*** Input records Section Begins ***

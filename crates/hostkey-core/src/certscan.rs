//! The certificate pseudo-slot and its one-shot background scan.
//!
//! The scan state is a single atomic tri-state. Exactly one initializer
//! wins the compare-and-swap to `Initializing` and runs the scan; it
//! publishes the object list first and flips the state to `Initialized`
//! with a release store, so any reader that observes `Initialized` with an
//! acquire load also observes the list.

use std::sync::atomic::{AtomicU8, Ordering};
use std::sync::Arc;

use parking_lot::Mutex;
use tracing::{debug, warn};

use crate::host::{CertificateInfo, CertificateRecord, HostKeystore};
use crate::object::{build_certificate_objects, Object};

const UNINITIALIZED: u8 = 0;
const INITIALIZING: u8 = 1;
const INITIALIZED: u8 = 2;

pub struct CertSlot {
    enabled: bool,
    status: AtomicU8,
    objects: Mutex<Arc<Vec<Object>>>,
}

impl CertSlot {
    pub fn new(enabled: bool) -> Self {
        Self {
            enabled,
            status: AtomicU8::new(UNINITIALIZED),
            objects: Mutex::new(Arc::new(Vec::new())),
        }
    }

    pub fn enabled(&self) -> bool {
        self.enabled
    }

    pub fn initialized(&self) -> bool {
        self.status.load(Ordering::Acquire) == INITIALIZED
    }

    /// Claim the scan. Only the caller that wins the transition from
    /// uninitialized to initializing may run it.
    pub fn try_begin_scan(&self) -> bool {
        self.status
            .compare_exchange(UNINITIALIZED, INITIALIZING, Ordering::AcqRel, Ordering::Acquire)
            .is_ok()
    }

    /// Commit the scanned object list and mark the slot initialized.
    pub fn publish(&self, objects: Vec<Object>) {
        *self.objects.lock() = Arc::new(objects);
        self.status.store(INITIALIZED, Ordering::Release);
    }

    /// Snapshot of the published object list; empty before publication.
    pub fn objects(&self) -> Arc<Vec<Object>> {
        Arc::clone(&self.objects.lock())
    }
}

struct Candidate {
    record: CertificateRecord,
    info: CertificateInfo,
}

/// Select the certificates to export through the certificate slot.
///
/// Every trusted certificate whose common name contains one of the match
/// substrings is exported, together with the transitive set of
/// certificates it issued. Certificates living on hardware tokens are
/// never exported, and duplicates (by public-key hash) are dropped.
pub fn scan_certificates(
    keystore: &dyn HostKeystore,
    match_list: &[String],
) -> Vec<CertificateRecord> {
    if match_list.is_empty() {
        debug!("certificate import disabled, skipping scan");
        return Vec::new();
    }

    let all = match keystore.trusted_certificates() {
        Ok(all) => all,
        Err(err) => {
            warn!(%err, "trusted-certificate query failed");
            return Vec::new();
        }
    };
    debug!(count = all.len(), "searching trusted certificates");

    // The working set; entries are taken out as they are consumed so the
    // issuer chase never revisits a certificate.
    let mut working: Vec<Option<Candidate>> = all
        .into_iter()
        .filter_map(|record| match keystore.certificate_info(&record.der) {
            Ok(info) => Some(Some(Candidate { record, info })),
            Err(err) => {
                warn!(%err, "trusted certificate unparseable, skipping");
                None
            }
        })
        .collect();

    let matched: Vec<usize> = working
        .iter()
        .enumerate()
        .filter(|(_, slot)| {
            slot.as_ref().is_some_and(|candidate| {
                candidate.info.common_name.as_deref().is_some_and(|cn| {
                    match_list.iter().any(|needle| cn.contains(needle.as_str()))
                })
            })
        })
        .map(|(index, _)| index)
        .collect();

    let mut exported = Vec::new();
    for index in matched {
        add_certificate(index, &mut working, &mut exported);
    }

    debug!(count = exported.len(), "certificates added");
    exported
}

fn add_certificate(
    index: usize,
    working: &mut Vec<Option<Candidate>>,
    exported: &mut Vec<CertificateRecord>,
) {
    let Some(candidate) = working[index].take() else {
        return;
    };

    if candidate.record.on_hardware_token {
        debug!("certificate is on a hardware token, skipping");
        return;
    }
    if exported
        .iter()
        .any(|record| record.public_key_hash == candidate.record.public_key_hash)
    {
        debug!("certificate is already in the list, skipping");
        return;
    }

    exported.push(candidate.record);

    // Chase everything this certificate issued.
    let subject = candidate.info.subject;
    let issued: Vec<usize> = working
        .iter()
        .enumerate()
        .filter(|(_, slot)| slot.as_ref().is_some_and(|c| c.info.issuer == subject))
        .map(|(i, _)| i)
        .collect();
    for issued_index in issued {
        add_certificate(issued_index, working, exported);
    }
}

/// Run the scan and publish the resulting object list. Called from the
/// background task spawned at initialize time.
pub fn run_scan(keystore: &dyn HostKeystore, match_list: &[String], slot: &CertSlot) {
    let records = scan_certificates(keystore, match_list);
    let objects = build_certificate_objects(keystore, &records);
    slot.publish(objects);
}
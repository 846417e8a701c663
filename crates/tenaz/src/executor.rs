//! Interaction Executor
//!
//! Performs one action against one logical target with escalating delivery
//! mechanisms, then verifies the resulting state.
//!
//! # Escalation
//!
//! ```text
//! resolve ──► Primary (native, actionability checks)
//!               │ error
//!               ▼
//!             Forced (native, checks skipped)
//!               │ error
//!               ▼
//!             Programmatic (property write + dispatched events)
//!               │ error
//!               ▼
//!             AllTiersFailed
//! ```
//!
//! Any tier that returns without error ends escalation. A failing
//! post-condition does not escalate: the action was delivered, the page
//! disagreed, and the call is reported as [`OutcomeStatus::PostConditionTimeout`].

use crate::config::EngineConfig;
use crate::locator::LocatorSpec;
use crate::page::{ClickMode, DomEvent, ElementRef, RemotePage};
use crate::resolver::{self, Actionability, Resolution};
use crate::result::{TenazError, TenazResult};
use crate::wait::{wait_until, WaitCondition};
use serde::Serialize;
use std::fmt;
use tracing::{debug, warn};

// =============================================================================
// ACTIONS AND TIERS
// =============================================================================

/// Action to perform on a resolved element
#[derive(Debug, Clone, PartialEq, Eq)]
pub enum Action {
    /// Click
    Click,
    /// Clear-then-type
    Fill(String),
    /// Pick an option by value or label
    SelectOption(String),
    /// Drive a checkbox to the given state
    ToggleCheckbox(bool),
}

impl Action {
    /// Post-condition verified when the caller supplies none
    #[must_use]
    pub fn implicit_post_condition(&self) -> Option<WaitCondition> {
        match self {
            Self::ToggleCheckbox(desired) => Some(WaitCondition::Checked(*desired)),
            _ => None,
        }
    }
}

impl fmt::Display for Action {
    fn fmt(&self, f: &mut fmt::Formatter<'_>) -> fmt::Result {
        match self {
            Self::Click => write!(f, "click"),
            Self::Fill(v) => write!(f, "fill({v:?})"),
            Self::SelectOption(v) => write!(f, "select_option({v:?})"),
            Self::ToggleCheckbox(b) => write!(f, "toggle_checkbox({b})"),
        }
    }
}

/// Escalation tier that delivered an action
#[derive(Debug, Clone, Copy, PartialEq, Eq, Hash, Serialize)]
#[serde(rename_all = "snake_case")]
pub enum Tier {
    /// The target was already in the desired state
    NoneNeeded,
    /// Native interaction with actionability checks
    Primary,
    /// Native interaction without actionability checks
    Forced,
    /// Direct property mutation plus synthetic events
    Programmatic,
}

impl Tier {
    /// Tiers tried in order
    pub const ESCALATION: [Self; 3] = [Self::Primary, Self::Forced, Self::Programmatic];
}

impl fmt::Display for Tier {
    fn fmt(&self, f: &mut fmt::Formatter<'_>) -> fmt::Result {
        let s = match self {
            Self::NoneNeeded => "none-needed",
            Self::Primary => "primary",
            Self::Forced => "forced",
            Self::Programmatic => "programmatic",
        };
        write!(f, "{s}")
    }
}

/// Error captured from a failed tier
#[derive(Debug, Clone, PartialEq, Eq, Serialize)]
pub struct TierFailure {
    /// Tier that failed
    pub tier: Tier,
    /// Rendered error
    pub error: String,
}

impl fmt::Display for TierFailure {
    fn fmt(&self, f: &mut fmt::Formatter<'_>) -> fmt::Result {
        write!(f, "{}: {}", self.tier, self.error)
    }
}

// =============================================================================
// POST-CONDITIONS
// =============================================================================

/// State expected after an action
#[derive(Debug, Clone, PartialEq)]
pub enum PostCondition {
    /// Evaluated on the element that was acted on
    OnTarget(WaitCondition),
    /// Evaluated on another logical target (re-resolved each poll)
    On(LocatorSpec, WaitCondition),
}

impl PostCondition {
    async fn holds<P: RemotePage + ?Sized>(&self, page: &P, acted_on: &ElementRef) -> bool {
        match self {
            Self::OnTarget(condition) => condition.evaluate_element(page, acted_on).await,
            Self::On(spec, condition) => condition.evaluate(page, spec).await,
        }
    }
}

impl fmt::Display for PostCondition {
    fn fmt(&self, f: &mut fmt::Formatter<'_>) -> fmt::Result {
        match self {
            Self::OnTarget(c) => write!(f, "{c}"),
            Self::On(spec, c) => write!(f, "{} {c}", spec.target()),
        }
    }
}

// =============================================================================
// OUTCOME
// =============================================================================

/// How an interaction ended
#[derive(Debug, Clone, Copy, PartialEq, Eq, Serialize)]
#[serde(rename_all = "snake_case")]
pub enum OutcomeStatus {
    /// Delivered and verified
    Succeeded,
    /// The target never resolved
    ElementNotFound,
    /// Every tier errored
    AllTiersFailed,
    /// Delivered, but the expected state was never observed
    PostConditionTimeout,
}

/// Result of one [`Executor::perform`] call
#[derive(Debug, Clone, Serialize)]
pub struct InteractionOutcome {
    /// How the call ended
    pub status: OutcomeStatus,
    /// Rendered action
    pub action: String,
    /// Logical target
    pub target: String,
    /// Tier that delivered the action, if any did
    pub tier: Option<Tier>,
    /// Errors from tiers that failed, in escalation order
    pub failures: Vec<TierFailure>,
    /// Index of the candidate that resolved the target
    pub candidate_index: Option<usize>,
    /// Element acted on
    pub element: Option<ElementRef>,
    /// Resolution passes
    pub resolution_attempts: u32,
    /// Rendered candidate list
    pub candidates: String,
    /// Rendered post-condition, if one was checked
    pub post_condition: Option<String>,
    /// Post-condition timeout in milliseconds
    pub post_condition_timeout_ms: u64,
}

impl InteractionOutcome {
    /// Whether the action was delivered and verified
    #[must_use]
    pub fn success(&self) -> bool {
        self.status == OutcomeStatus::Succeeded
    }

    /// Rendered tier failures, `primary: ...; forced: ...`
    #[must_use]
    pub fn describe_failures(&self) -> String {
        self.failures
            .iter()
            .map(ToString::to_string)
            .collect::<Vec<_>>()
            .join("; ")
    }

    /// Which candidate resolved the target, `candidate [1] after 2 attempt(s)`
    #[must_use]
    pub fn describe_resolution(&self) -> String {
        match self.candidate_index {
            Some(index) => format!(
                "candidate [{index}] after {} attempt(s)",
                self.resolution_attempts
            ),
            None => "element reference".to_string(),
        }
    }

    /// Map non-success outcomes onto the error taxonomy
    pub fn into_result(self) -> TenazResult<Self> {
        match self.status {
            OutcomeStatus::Succeeded => Ok(self),
            OutcomeStatus::ElementNotFound => Err(TenazError::NotFound {
                action: self.action,
                target: self.target,
                candidates: self.candidates,
                attempts: self.resolution_attempts,
            }),
            OutcomeStatus::AllTiersFailed => Err(TenazError::AllTiersExhausted {
                failures: self.describe_failures(),
                resolved: self.describe_resolution(),
                action: self.action,
                target: self.target,
                candidates: self.candidates,
            }),
            OutcomeStatus::PostConditionTimeout => Err(TenazError::StateMismatch {
                resolved: self.describe_resolution(),
                action: self.action,
                target: self.target,
                expected: self.post_condition.unwrap_or_default(),
                timeout_ms: self.post_condition_timeout_ms,
                candidates: self.candidates,
            }),
        }
    }
}

// =============================================================================
// EXECUTOR
// =============================================================================

/// Executes actions against one page
#[derive(Debug, Clone, Copy)]
pub struct Executor<'a, P: ?Sized> {
    page: &'a P,
    config: &'a EngineConfig,
}

impl<'a, P: RemotePage + ?Sized> Executor<'a, P> {
    /// Create an executor over a page
    #[must_use]
    pub const fn new(page: &'a P, config: &'a EngineConfig) -> Self {
        Self { page, config }
    }

    /// Resolve `spec`, deliver `action`, verify `post` (or the action's
    /// implicit post-condition)
    pub async fn perform(
        &self,
        action: &Action,
        spec: &LocatorSpec,
        post: Option<PostCondition>,
    ) -> InteractionOutcome {
        let resolution = resolver::resolve(
            self.page,
            spec,
            &self.config.action_options(),
            Actionability::VisibleAndEnabled,
        )
        .await;
        let mut outcome = self.blank_outcome(action, spec.target(), spec.describe_candidates());
        match resolution {
            Resolution::Found(resolved) => {
                outcome.candidate_index = Some(resolved.candidate_index);
                outcome.resolution_attempts = resolved.attempts;
                self.deliver(action, &resolved.element, post, outcome).await
            }
            Resolution::NotFound { attempts, .. } => {
                outcome.status = OutcomeStatus::ElementNotFound;
                outcome.resolution_attempts = attempts;
                outcome
            }
        }
    }

    /// Deliver `action` to an element that is already resolved
    pub async fn perform_on(
        &self,
        action: &Action,
        element: &ElementRef,
        target: &str,
        post: Option<PostCondition>,
    ) -> InteractionOutcome {
        let mut outcome = self.blank_outcome(action, target, element.to_string());
        outcome.resolution_attempts = 1;
        self.deliver(action, element, post, outcome).await
    }

    fn blank_outcome(&self, action: &Action, target: &str, candidates: String) -> InteractionOutcome {
        InteractionOutcome {
            status: OutcomeStatus::Succeeded,
            action: action.to_string(),
            target: target.to_string(),
            tier: None,
            failures: Vec::new(),
            candidate_index: None,
            element: None,
            resolution_attempts: 0,
            candidates,
            post_condition: None,
            post_condition_timeout_ms: self.config.post_condition_timeout_ms,
        }
    }

    async fn deliver(
        &self,
        action: &Action,
        element: &ElementRef,
        post: Option<PostCondition>,
        mut outcome: InteractionOutcome,
    ) -> InteractionOutcome {
        outcome.element = Some(element.clone());

        if let Action::ToggleCheckbox(desired) = action {
            if let Ok(state) = self.page.state(element).await {
                if state.checked == *desired {
                    debug!(target_name = %outcome.target, desired, "checkbox already in desired state");
                    outcome.tier = Some(Tier::NoneNeeded);
                }
            }
        }

        if outcome.tier.is_none() {
            for tier in Tier::ESCALATION {
                match self.attempt(tier, action, element).await {
                    Ok(()) => {
                        outcome.tier = Some(tier);
                        break;
                    }
                    Err(e) => {
                        warn!(
                            target_name = %outcome.target,
                            action = %outcome.action,
                            %tier,
                            error = %e,
                            "tier failed, escalating"
                        );
                        outcome.failures.push(TierFailure {
                            tier,
                            error: e.to_string(),
                        });
                    }
                }
            }
        }

        if outcome.tier.is_none() {
            outcome.status = OutcomeStatus::AllTiersFailed;
            return outcome;
        }

        let post = post.or_else(|| action.implicit_post_condition().map(PostCondition::OnTarget));
        if let Some(post) = post {
            outcome.post_condition = Some(post.to_string());
            let page = self.page;
            let reached = wait_until(&self.config.post_condition_options(), || {
                post.holds(page, element)
            })
            .await;
            if !reached {
                warn!(
                    target_name = %outcome.target,
                    action = %outcome.action,
                    expected = %post,
                    "post-condition not reached"
                );
                outcome.status = OutcomeStatus::PostConditionTimeout;
                return outcome;
            }
        }

        debug!(
            target_name = %outcome.target,
            action = %outcome.action,
            tier = ?outcome.tier,
            "interaction succeeded"
        );
        outcome
    }

    async fn attempt(&self, tier: Tier, action: &Action, el: &ElementRef) -> TenazResult<()> {
        let page = self.page;
        match tier {
            Tier::NoneNeeded => Ok(()),
            Tier::Primary | Tier::Forced => {
                let mode = if tier == Tier::Primary {
                    ClickMode::Standard
                } else {
                    ClickMode::Forced
                };
                match action {
                    Action::Click | Action::ToggleCheckbox(_) => page.click(el, mode).await,
                    Action::Fill(value) => page.fill(el, value, mode).await,
                    Action::SelectOption(value) => page.select_option(el, value, mode).await,
                }
            }
            Tier::Programmatic => match action {
                Action::Click => page.dispatch(el, DomEvent::Click).await,
                Action::Fill(value) | Action::SelectOption(value) => {
                    page.set_value(el, value).await?;
                    page.dispatch(el, DomEvent::Input).await?;
                    page.dispatch(el, DomEvent::Change).await
                }
                Action::ToggleCheckbox(desired) => {
                    page.set_checked(el, *desired).await?;
                    page.dispatch(el, DomEvent::Input).await?;
                    page.dispatch(el, DomEvent::Change).await
                }
            },
        }
    }
}
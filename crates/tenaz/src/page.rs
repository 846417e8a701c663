//! RemotePage - the primitive page capability the engine is built on.
//!
//! Everything above this trait is strategy: which element to pick, which
//! mechanism to try next, when to stop waiting. Everything below it is a
//! browser driver.
//!
//! # Architecture
//!
//! ```text
//! ┌───────────────────────────────────────────────────────────────┐
//! │  Session / page objects                                       │
//! ├───────────────────────────────────────────────────────────────┤
//! │  Resolver · Poller · Executor · Overlay · Extractor · Router  │
//! ├───────────────────────────────────────────────────────────────┤
//! │  RemotePage (this trait)                                      │
//! │   ┌──────────────────────┐      ┌──────────────────────┐      │
//! │   │  ChromiumPage        │      │  MockPage            │      │
//! │   │  (feature "browser") │      │  (in-memory DOM)     │      │
//! │   └──────────────────────┘      └──────────────────────┘      │
//! └───────────────────────────────────────────────────────────────┘
//! ```

use crate::locator::Candidate;
use crate::result::TenazResult;
use async_trait::async_trait;
use serde::{Deserialize, Serialize};
use std::fmt;
use std::time::Duration;

/// Opaque handle to a DOM node
#[derive(Debug, Clone, PartialEq, Eq, Hash, Serialize, Deserialize)]
pub struct ElementRef {
    /// Backend-assigned identifier
    pub id: String,
    /// Element tag name (lowercase)
    pub tag_name: String,
}

impl ElementRef {
    /// Create a new element reference
    #[must_use]
    pub fn new(id: impl Into<String>, tag_name: impl Into<String>) -> Self {
        Self {
            id: id.into(),
            tag_name: tag_name.into(),
        }
    }
}

impl fmt::Display for ElementRef {
    fn fmt(&self, f: &mut fmt::Formatter<'_>) -> fmt::Result {
        write!(f, "<{}#{}>", self.tag_name, self.id)
    }
}

/// Point-in-time state of an element
#[derive(Debug, Clone, Copy, Default, PartialEq, Eq, Serialize, Deserialize)]
pub struct ElementState {
    /// Still in the document
    pub attached: bool,
    /// Rendered with a non-empty box and not hidden by style
    pub visible: bool,
    /// Not disabled (native or aria-disabled)
    pub enabled: bool,
    /// Checked (native checkbox or aria-checked)
    pub checked: bool,
    /// Selected (native option or aria-selected)
    pub selected: bool,
}

impl ElementState {
    /// State reported for a handle that no longer resolves
    pub const DETACHED: Self = Self {
        attached: false,
        visible: false,
        enabled: false,
        checked: false,
        selected: false,
    };

    /// Whether an interaction may target this element
    #[must_use]
    pub const fn is_actionable(&self, require_enabled: bool) -> bool {
        self.attached && self.visible && (self.enabled || !require_enabled)
    }

    /// Checked-or-selected, for controls that express either
    #[must_use]
    pub const fn is_on(&self) -> bool {
        self.checked || self.selected
    }
}

/// How aggressively a native action is delivered
#[derive(Debug, Clone, Copy, PartialEq, Eq, Hash, Serialize, Deserialize)]
pub enum ClickMode {
    /// Honour actionability checks (obstruction, scrolling)
    Standard,
    /// Skip actionability checks
    Forced,
}

impl fmt::Display for ClickMode {
    fn fmt(&self, f: &mut fmt::Formatter<'_>) -> fmt::Result {
        match self {
            Self::Standard => write!(f, "standard"),
            Self::Forced => write!(f, "forced"),
        }
    }
}

/// Synthetic DOM events for programmatic interaction
#[derive(Debug, Clone, Copy, PartialEq, Eq, Hash, Serialize, Deserialize)]
pub enum DomEvent {
    /// `input`
    Input,
    /// `change`
    Change,
    /// `click`
    Click,
}

impl DomEvent {
    /// DOM event name
    #[must_use]
    pub const fn as_str(&self) -> &'static str {
        match self {
            Self::Input => "input",
            Self::Change => "change",
            Self::Click => "click",
        }
    }
}

/// Screenshot data with metadata
#[derive(Debug, Clone)]
pub struct Screenshot {
    /// Raw PNG data
    pub data: Vec<u8>,
    /// Width in pixels
    pub width: u32,
    /// Height in pixels
    pub height: u32,
    /// Timestamp when screenshot was taken
    pub timestamp: std::time::SystemTime,
}

impl Screenshot {
    /// Create a new screenshot
    #[must_use]
    pub fn new(data: Vec<u8>, width: u32, height: u32) -> Self {
        Self {
            data,
            width,
            height,
            timestamp: std::time::SystemTime::now(),
        }
    }

    /// Check if screenshot is valid (has data)
    #[must_use]
    pub fn is_valid(&self) -> bool {
        !self.data.is_empty() && self.width > 0 && self.height > 0
    }
}

/// Abstract page capability.
///
/// Implementations must return `query_all` results in document order and must
/// treat `fill` as clear-then-set. Every method takes `&self`: a page is owned
/// by exactly one scenario, which borrows it into each component it drives.
#[async_trait]
pub trait RemotePage: Send + Sync {
    /// All elements matching `candidate`, in document order, optionally
    /// restricted to descendants of `scope`
    async fn query_all(
        &self,
        candidate: &Candidate,
        scope: Option<&ElementRef>,
    ) -> TenazResult<Vec<ElementRef>>;

    /// Current state; detached handles report [`ElementState::DETACHED`]
    async fn state(&self, element: &ElementRef) -> TenazResult<ElementState>;

    /// Rendered text
    async fn text(&self, element: &ElementRef) -> TenazResult<String>;

    /// Attribute value
    async fn attribute(&self, element: &ElementRef, name: &str) -> TenazResult<Option<String>>;

    /// Current form value
    async fn value(&self, element: &ElementRef) -> TenazResult<String>;

    /// Parent element
    async fn parent(&self, element: &ElementRef) -> TenazResult<Option<ElementRef>>;

    /// Next element sibling
    async fn next_sibling(&self, element: &ElementRef) -> TenazResult<Option<ElementRef>>;

    /// Whether `element` comes after `reference` in document order
    async fn follows(&self, element: &ElementRef, reference: &ElementRef) -> TenazResult<bool>;

    /// Native click
    async fn click(&self, element: &ElementRef, mode: ClickMode) -> TenazResult<()>;

    /// Native typing; replaces any existing value
    async fn fill(&self, element: &ElementRef, value: &str, mode: ClickMode) -> TenazResult<()>;

    /// Native option selection by value or label
    async fn select_option(
        &self,
        element: &ElementRef,
        value: &str,
        mode: ClickMode,
    ) -> TenazResult<()>;

    /// Write the value property directly
    async fn set_value(&self, element: &ElementRef, value: &str) -> TenazResult<()>;

    /// Write the checked property directly
    async fn set_checked(&self, element: &ElementRef, checked: bool) -> TenazResult<()>;

    /// Dispatch a synthetic event
    async fn dispatch(&self, element: &ElementRef, event: DomEvent) -> TenazResult<()>;

    /// Press a key on the focused element (e.g. "Escape")
    async fn press_key(&self, key: &str) -> TenazResult<()>;

    /// Navigate to URL
    async fn navigate(&self, url: &str) -> TenazResult<()>;

    /// Get current URL
    async fn current_url(&self) -> TenazResult<String>;

    /// Wait until no network requests are in flight
    async fn wait_for_network_idle(&self, timeout: Duration) -> TenazResult<()>;

    /// Take screenshot
    async fn screenshot(&self) -> TenazResult<Screenshot>;
}
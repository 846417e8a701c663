//! Tracing subscriber setup.
//!
//! The engine only emits `tracing` events; installing a subscriber is left to
//! the test binary. These helpers cover the two common shapes: human-readable
//! output while developing and JSON lines for CI log collectors.
//!
//! `RUST_LOG` takes precedence over the filter passed in.

use crate::result::{TenazError, TenazResult};
use tracing_subscriber::EnvFilter;

/// Default filter when neither `RUST_LOG` nor the caller provides one
pub const DEFAULT_FILTER: &str = "tenaz=info";

fn env_filter(fallback: &str) -> TenazResult<EnvFilter> {
    match EnvFilter::try_from_default_env() {
        Ok(filter) => Ok(filter),
        Err(_) => EnvFilter::try_new(fallback).map_err(|e| TenazError::Config {
            message: format!("invalid log filter {fallback:?}: {e}"),
        }),
    }
}

/// Install a human-readable subscriber.
///
/// Returns `Ok(false)` when a global subscriber was already installed, so
/// every test may call it.
pub fn init_tracing(filter: &str) -> TenazResult<bool> {
    let filter = env_filter(filter)?;
    Ok(tracing_subscriber::fmt()
        .with_env_filter(filter)
        .with_target(true)
        .try_init()
        .is_ok())
}

/// Install a JSON-lines subscriber.
///
/// Returns `Ok(false)` when a global subscriber was already installed.
pub fn init_json_tracing(filter: &str) -> TenazResult<bool> {
    let filter = env_filter(filter)?;
    Ok(tracing_subscriber::fmt()
        .json()
        .with_env_filter(filter)
        .with_current_span(false)
        .try_init()
        .is_ok())
}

*** Input records Section Ends ***

● **The problem**: Scan the material above for "Create". Copy every line where it appears.

● **Answer to the problem**:
    /// Create an executor over a page
    /// Create a new element reference
    /// Create a new screenshot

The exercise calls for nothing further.